Immerhin war die ehemalige lettische Präsidentin NIE Politikerin. Ethnologin, Psychologin, Europa-Freundin, reicht das?
Seit heute nachmittag gibt es auch eine Pressemitteilung der lettischen Nachrichtenagentur LETA dazu. Vīķe-Freiberga habe eingewilligt, als Kandidatin für den Posten der Präsidentin des EU-Parlaments zur Verfügung zu stehen, heißt es da. Regierungschef Dombrivskis habe ihr die volle Unterstützung durch die lettische Regierung zugesagt. Vīķe-Freiberga sei mit ihrem "Wissen, ihrer Erfahrung und ihre linguistischen Fähigkeiten" (sie spricht Lettisch, Englisch, Französisch, Deutsch und Spanisch) eine gute Kompromisskandidatin, da die EU-Staaten sich über die Besetzung des Postens noch nicht einigen konnten.
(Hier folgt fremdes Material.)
//! 送信の状態遷移
//!
//! ```text
//! Editing ──(台帳が完了)──> Complete ─────────────┐
//!    │                                             ├─> Submitting{n} ─┬─> Synced
//!    └─(未完了で送信)──> IncompletePendingReason ──┘        │          └─> SavedLocalPending
//!                                                          └─(4xx拒否)─> Editing
//! ```
//!
//! 応答の分類:
//! - 2xx: 同期完了
//! - 409: 登録済み。同期完了として扱い再試行しない
//! - その他の4xx: 拒否。再試行せず、サーバーのメッセージをそのまま返す
//! - 5xx・通信失敗・タイムアウト: 指数バックオフで再試行。上限に達したら端末に保留

mod retry;

pub use retry::RetryPolicy;

use crate::api::{ApiResponse, ManifestApi, TransportError};
use crate::error::{Result, SyncError};
use manifest_sync_common::SubmissionPayload;
use tracing::{info, warn};

#[derive(Debug, Clone, Copy, PartialEq, Eq)]
pub enum SubmissionState {
    Editing,
    Complete,
    IncompletePendingReason,
    Submitting { attempt: u32 },
    Synced,
    SavedLocalPending,
}

impl std::fmt::Display for SubmissionState {
    fn fmt(&self, f: &mut std::fmt::Formatter<'_>) -> std::fmt::Result {
        match self {
            SubmissionState::Editing => write!(f, "スキャン中"),
            SubmissionState::Complete => write!(f, "完了（送信可能）"),
            SubmissionState::IncompletePendingReason => write!(f, "未完了送信（理由待ち）"),
            SubmissionState::Submitting { attempt } => write!(f, "送信中（{}回目）", attempt),
            SubmissionState::Synced => write!(f, "送信済み"),
            SubmissionState::SavedLocalPending => write!(f, "端末に保存済み（未同期）"),
        }
    }
}

/// 1回の送信結果の分類
#[derive(Debug, Clone, PartialEq, Eq)]
pub enum Classification {
    Synced,
    /// 409: 既に登録済み
    AlreadyExists,
    Rejected { status: u16, message: String },
    Retryable(String),
}

pub fn classify(result: &std::result::Result<ApiResponse, TransportError>) -> Classification {
    match result {
        Ok(response) => match response.status {
            200..=299 => Classification::Synced,
            409 => Classification::AlreadyExists,
            status @ 400..=499 => Classification::Rejected {
                status,
                message: response
                    .message
                    .clone()
                    .unwrap_or_else(|| format!("HTTP {}", status)),
            },
            status => Classification::Retryable(
                response
                    .message
                    .clone()
                    .unwrap_or_else(|| format!("HTTP {}", status)),
            ),
        },
        Err(e) => Classification::Retryable(e.to_string()),
    }
}

/// 送信処理全体の結果
#[derive(Debug, Clone, PartialEq, Eq)]
pub enum SubmitOutcome {
    Synced { already_existed: bool },
    SavedLocalPending { last_error: String },
    Rejected { status: u16, message: String },
}

#[derive(Debug, Clone, PartialEq, Eq)]
pub struct SubmitReport {
    pub outcome: SubmitOutcome,
    /// 実際に呼び出した回数
    pub attempts: u32,
}

impl SubmitReport {
    pub fn is_synced(&self) -> bool {
        matches!(self.outcome, SubmitOutcome::Synced { .. })
    }
}

/// 再試行つきで送信する
///
/// `on_attempt` は各試行の直前に試行番号（1始まり）で呼ばれる。
pub async fn run_submission<F>(
    api: &dyn ManifestApi,
    payload: &SubmissionPayload,
    policy: &RetryPolicy,
    mut on_attempt: F,
) -> SubmitReport
where
    F: FnMut(u32),
{
    let mut attempt = 0;
    loop {
        attempt += 1;
        on_attempt(attempt);

        let result = api.submit(payload).await;
        match classify(&result) {
            Classification::Synced => {
                info!(manifest_id = payload.manifest_id, attempt, "submission synced");
                return SubmitReport {
                    outcome: SubmitOutcome::Synced {
                        already_existed: false,
                    },
                    attempts: attempt,
                };
            }
            Classification::AlreadyExists => {
                info!(manifest_id = payload.manifest_id, attempt, "server already has manifest (409)");
                return SubmitReport {
                    outcome: SubmitOutcome::Synced {
                        already_existed: true,
                    },
                    attempts: attempt,
                };
            }
            Classification::Rejected { status, message } => {
                warn!(manifest_id = payload.manifest_id, status, %message, "submission rejected");
                return SubmitReport {
                    outcome: SubmitOutcome::Rejected { status, message },
                    attempts: attempt,
                };
            }
            Classification::Retryable(reason) => {
                if !policy.has_attempts_left(attempt) {
                    warn!(
                        manifest_id = payload.manifest_id,
                        attempt,
                        %reason,
                        "retries exhausted, keeping submission on device"
                    );
                    return SubmitReport {
                        outcome: SubmitOutcome::SavedLocalPending { last_error: reason },
                        attempts: attempt,
                    };
                }
                let delay = policy.delay_after(attempt);
                warn!(
                    manifest_id = payload.manifest_id,
                    attempt,
                    delay_ms = delay.as_millis() as u64,
                    %reason,
                    "submission failed, retrying"
                );
                tokio::time::sleep(delay).await;
            }
        }
    }
}

/// 送信状態の管理
#[derive(Debug, Clone)]
pub struct SubmissionCoordinator {
    state: SubmissionState,
    reason: Option<String>,
}

impl Default for SubmissionCoordinator {
    fn default() -> Self {
        Self::new()
    }
}

impl SubmissionCoordinator {
    pub fn new() -> Self {
        Self {
            state: SubmissionState::Editing,
            reason: None,
        }
    }

    pub fn state(&self) -> SubmissionState {
        self.state
    }

    pub fn reason(&self) -> Option<&str> {
        self.reason.as_deref()
    }

    pub fn is_finished(&self) -> bool {
        matches!(
            self.state,
            SubmissionState::Synced | SubmissionState::SavedLocalPending
        )
    }

    /// 台帳の完了状態に合わせて Editing / Complete を切り替える
    pub fn on_ledger_changed(&mut self, complete: bool) {
        self.state = match (self.state, complete) {
            (SubmissionState::Editing, true) => SubmissionState::Complete,
            (SubmissionState::Complete, false) => SubmissionState::Editing,
            (SubmissionState::IncompletePendingReason, true) => {
                self.reason = None;
                SubmissionState::Complete
            }
            (state, _) => state,
        };
    }

    /// 未完了のまま送信する（理由の入力待ちへ）
    pub fn request_incomplete(&mut self) -> Result<()> {
        match self.state {
            SubmissionState::Editing | SubmissionState::IncompletePendingReason => {
                self.state = SubmissionState::IncompletePendingReason;
                Ok(())
            }
            SubmissionState::Complete => Err(SyncError::InvalidState(
                "すべてスキャン済みです。通常の送信を行ってください".into(),
            )),
            state => Err(SyncError::InvalidState(state.to_string())),
        }
    }

    pub fn set_reason(&mut self, reason: &str) {
        let reason = reason.trim();
        self.reason = (!reason.is_empty()).then(|| reason.to_string());
    }

    pub fn cancel_incomplete(&mut self) {
        if self.state == SubmissionState::IncompletePendingReason {
            self.state = SubmissionState::Editing;
            self.reason = None;
        }
    }

    /// 送信開始前の検証。送信するコメントを返す
    ///
    /// 未完了送信では理由の後に未スキャン要約をそのまま付ける。
    pub fn prepare(&self, missing_summary: &str) -> Result<Option<String>> {
        match self.state {
            SubmissionState::Complete => Ok(None),
            SubmissionState::IncompletePendingReason => {
                let reason = self.reason.as_deref().ok_or(SyncError::MissingReason)?;
                Ok(Some(format!("{}\n\n{}", reason, missing_summary)))
            }
            SubmissionState::Editing => Err(SyncError::InvalidState(
                "未スキャンの明細があります。未完了で送信するには理由を入力してください".into(),
            )),
            state => Err(SyncError::InvalidState(state.to_string())),
        }
    }

    pub fn mark_attempt(&mut self, attempt: u32) {
        self.state = SubmissionState::Submitting { attempt };
    }

    /// 送信結果を反映
    pub fn finish(&mut self, outcome: &SubmitOutcome) {
        self.state = match outcome {
            SubmitOutcome::Synced { .. } => SubmissionState::Synced,
            SubmitOutcome::SavedLocalPending { .. } => SubmissionState::SavedLocalPending,
            SubmitOutcome::Rejected { .. } => SubmissionState::Editing,
        };
    }

    /// ローカル保存の失敗で送信を中止
    pub fn abort(&mut self) {
        if matches!(self.state, SubmissionState::Submitting { .. }) {
            self.state = SubmissionState::Editing;
        }
    }
}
Daina Lasmane, die persönliche Sekretärin Vīķe-Freibergas, stellt es so dar: VVK sei "auf Reisen" von sehr vielen Einzelpersonen und auch Nichtregierungsorganisationen angesprochen und zu einer Kandidatur ermutigt worden. Der gegenwärtige Außenminister Māris Riekstiņš wiederum hatte gegenüber LETA lediglich "nicht ausgeschlossen", dass Lettlland auch eine/n eigene/n Kandidat/in nominieren könnte.
Gibt es noch andere Äußerungen dazu? "The Local" zitiert die schwedische EU-Kommissarin Margot Wallström mit der Aussage "es sollte eine Frau machen". In diesem Beitrag wird übrigens bestätigt, dass der Vorschlag zu Gunsten Vīķe-Freiberga tatsächlich von Seiten Litauens kam. Die Leser/innen-Diskussion auf derselben Seite zeigt aber nur, dass viele einen EU-Präsident Blair verhindern wollen. Manche schlagen sogar Angela Merkel als Kandidatin vor (aber keiner erwähnt Vīķe-Freiberga näher).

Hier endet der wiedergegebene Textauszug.